- _GIVEN INFORMATION_
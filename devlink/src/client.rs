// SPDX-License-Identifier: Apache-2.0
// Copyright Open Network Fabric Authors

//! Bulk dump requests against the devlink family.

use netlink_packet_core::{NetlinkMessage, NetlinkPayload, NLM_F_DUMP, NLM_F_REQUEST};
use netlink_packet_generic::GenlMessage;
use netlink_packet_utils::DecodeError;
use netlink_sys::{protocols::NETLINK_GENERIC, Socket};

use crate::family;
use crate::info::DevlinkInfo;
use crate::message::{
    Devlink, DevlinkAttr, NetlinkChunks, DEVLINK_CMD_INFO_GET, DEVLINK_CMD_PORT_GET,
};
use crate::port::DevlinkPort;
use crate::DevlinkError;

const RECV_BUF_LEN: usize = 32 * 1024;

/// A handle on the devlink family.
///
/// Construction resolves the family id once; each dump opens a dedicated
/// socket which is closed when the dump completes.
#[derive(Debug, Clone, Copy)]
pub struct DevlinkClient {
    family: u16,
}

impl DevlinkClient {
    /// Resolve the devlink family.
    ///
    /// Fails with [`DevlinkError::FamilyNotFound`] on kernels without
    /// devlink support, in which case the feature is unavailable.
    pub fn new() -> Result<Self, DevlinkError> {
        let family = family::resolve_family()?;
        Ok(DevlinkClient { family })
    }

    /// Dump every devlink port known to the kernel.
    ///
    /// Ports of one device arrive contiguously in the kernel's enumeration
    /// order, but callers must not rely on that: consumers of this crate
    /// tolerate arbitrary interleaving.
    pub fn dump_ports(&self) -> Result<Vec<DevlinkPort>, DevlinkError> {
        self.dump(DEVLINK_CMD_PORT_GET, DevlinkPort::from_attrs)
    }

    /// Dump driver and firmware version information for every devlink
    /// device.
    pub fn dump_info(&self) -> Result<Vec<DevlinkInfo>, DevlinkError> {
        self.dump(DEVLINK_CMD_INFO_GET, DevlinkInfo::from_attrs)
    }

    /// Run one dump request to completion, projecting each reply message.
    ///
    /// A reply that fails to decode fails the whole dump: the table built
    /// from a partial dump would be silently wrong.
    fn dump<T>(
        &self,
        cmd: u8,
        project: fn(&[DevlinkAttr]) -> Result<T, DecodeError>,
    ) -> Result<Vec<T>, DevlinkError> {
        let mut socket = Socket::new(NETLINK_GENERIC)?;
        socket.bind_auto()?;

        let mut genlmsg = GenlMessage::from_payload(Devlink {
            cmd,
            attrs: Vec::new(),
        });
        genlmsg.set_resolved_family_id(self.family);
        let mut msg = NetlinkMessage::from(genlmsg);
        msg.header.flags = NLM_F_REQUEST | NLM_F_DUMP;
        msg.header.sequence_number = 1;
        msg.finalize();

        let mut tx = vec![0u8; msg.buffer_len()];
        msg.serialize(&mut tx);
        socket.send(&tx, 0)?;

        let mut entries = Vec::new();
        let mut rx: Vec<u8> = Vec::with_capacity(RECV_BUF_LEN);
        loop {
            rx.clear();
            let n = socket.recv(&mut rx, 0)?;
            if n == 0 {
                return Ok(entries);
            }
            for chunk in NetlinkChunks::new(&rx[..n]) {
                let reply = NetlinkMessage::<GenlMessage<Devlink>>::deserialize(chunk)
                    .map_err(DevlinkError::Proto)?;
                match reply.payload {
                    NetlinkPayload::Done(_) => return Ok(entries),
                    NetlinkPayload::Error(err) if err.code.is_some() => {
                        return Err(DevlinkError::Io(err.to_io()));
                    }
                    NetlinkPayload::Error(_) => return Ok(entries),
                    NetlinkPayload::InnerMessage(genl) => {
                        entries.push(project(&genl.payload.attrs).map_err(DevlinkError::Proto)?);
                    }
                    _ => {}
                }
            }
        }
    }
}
* * *
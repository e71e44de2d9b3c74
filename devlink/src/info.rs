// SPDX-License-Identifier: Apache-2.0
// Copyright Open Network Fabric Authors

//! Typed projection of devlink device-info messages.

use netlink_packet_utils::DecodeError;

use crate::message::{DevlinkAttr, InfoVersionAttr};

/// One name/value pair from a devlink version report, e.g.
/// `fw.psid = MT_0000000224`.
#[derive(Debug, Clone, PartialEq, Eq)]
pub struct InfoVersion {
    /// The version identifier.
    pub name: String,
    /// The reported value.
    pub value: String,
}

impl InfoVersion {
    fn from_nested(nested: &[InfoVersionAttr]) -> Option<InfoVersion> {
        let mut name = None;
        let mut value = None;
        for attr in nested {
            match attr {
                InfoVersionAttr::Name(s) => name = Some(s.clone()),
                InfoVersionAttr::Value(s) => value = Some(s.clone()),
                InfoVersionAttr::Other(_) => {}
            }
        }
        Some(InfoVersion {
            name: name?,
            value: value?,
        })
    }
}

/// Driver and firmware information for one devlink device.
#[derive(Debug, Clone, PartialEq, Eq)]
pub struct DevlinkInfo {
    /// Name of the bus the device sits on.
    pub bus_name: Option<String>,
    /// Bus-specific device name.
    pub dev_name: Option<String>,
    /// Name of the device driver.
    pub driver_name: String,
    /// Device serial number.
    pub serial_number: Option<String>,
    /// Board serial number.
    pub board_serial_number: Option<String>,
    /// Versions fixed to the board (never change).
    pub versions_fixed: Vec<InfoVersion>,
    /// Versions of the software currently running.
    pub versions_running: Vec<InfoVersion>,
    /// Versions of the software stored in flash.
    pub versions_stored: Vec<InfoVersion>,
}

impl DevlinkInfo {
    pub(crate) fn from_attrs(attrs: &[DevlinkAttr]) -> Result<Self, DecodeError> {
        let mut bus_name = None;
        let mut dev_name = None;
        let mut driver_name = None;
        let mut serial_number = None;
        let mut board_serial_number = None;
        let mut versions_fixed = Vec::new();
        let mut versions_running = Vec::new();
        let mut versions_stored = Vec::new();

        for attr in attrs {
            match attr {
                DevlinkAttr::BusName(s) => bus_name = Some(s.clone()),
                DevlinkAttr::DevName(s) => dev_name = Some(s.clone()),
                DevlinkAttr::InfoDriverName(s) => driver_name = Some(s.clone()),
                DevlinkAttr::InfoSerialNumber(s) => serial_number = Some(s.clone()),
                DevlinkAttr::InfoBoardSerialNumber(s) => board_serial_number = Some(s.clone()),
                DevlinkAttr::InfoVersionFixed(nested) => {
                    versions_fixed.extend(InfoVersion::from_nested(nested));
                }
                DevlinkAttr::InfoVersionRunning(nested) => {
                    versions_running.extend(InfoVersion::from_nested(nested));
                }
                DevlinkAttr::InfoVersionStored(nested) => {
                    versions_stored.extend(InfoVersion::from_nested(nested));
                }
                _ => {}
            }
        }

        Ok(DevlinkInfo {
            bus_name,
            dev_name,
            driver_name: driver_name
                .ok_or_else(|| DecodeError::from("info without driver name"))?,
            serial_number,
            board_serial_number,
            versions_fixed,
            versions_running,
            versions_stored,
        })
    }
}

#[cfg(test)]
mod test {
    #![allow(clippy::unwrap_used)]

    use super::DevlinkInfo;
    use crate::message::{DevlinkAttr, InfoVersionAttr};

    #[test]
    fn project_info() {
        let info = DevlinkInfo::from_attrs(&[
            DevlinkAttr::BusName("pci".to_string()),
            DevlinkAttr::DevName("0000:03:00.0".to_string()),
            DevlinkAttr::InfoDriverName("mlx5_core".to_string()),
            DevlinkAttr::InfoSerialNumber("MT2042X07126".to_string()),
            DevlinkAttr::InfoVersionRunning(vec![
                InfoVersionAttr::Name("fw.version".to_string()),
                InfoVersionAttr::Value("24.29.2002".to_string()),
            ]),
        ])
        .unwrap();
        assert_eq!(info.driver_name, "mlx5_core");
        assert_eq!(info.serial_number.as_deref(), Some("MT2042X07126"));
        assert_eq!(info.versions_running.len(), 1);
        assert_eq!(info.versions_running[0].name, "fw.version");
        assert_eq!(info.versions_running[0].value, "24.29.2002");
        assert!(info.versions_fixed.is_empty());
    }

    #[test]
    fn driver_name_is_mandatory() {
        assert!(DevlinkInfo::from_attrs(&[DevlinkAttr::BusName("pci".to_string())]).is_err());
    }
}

- _BRIEF_
From the records above, copy out the line with "on kernels without", the line with "of this crate", and every line between them, word for word.

- _OUTPUT_
    /// Fails with [`DevlinkError::FamilyNotFound`] on kernels without
    /// devlink support, in which case the feature is unavailable.
    pub fn new() -> Result<Self, DevlinkError> {
        let family = family::resolve_family()?;
        Ok(DevlinkClient { family })
    }

    /// Dump every devlink port known to the kernel.
    ///
    /// Ports of one device arrive contiguously in the kernel's enumeration
    /// order, but callers must not rely on that: consumers of this crate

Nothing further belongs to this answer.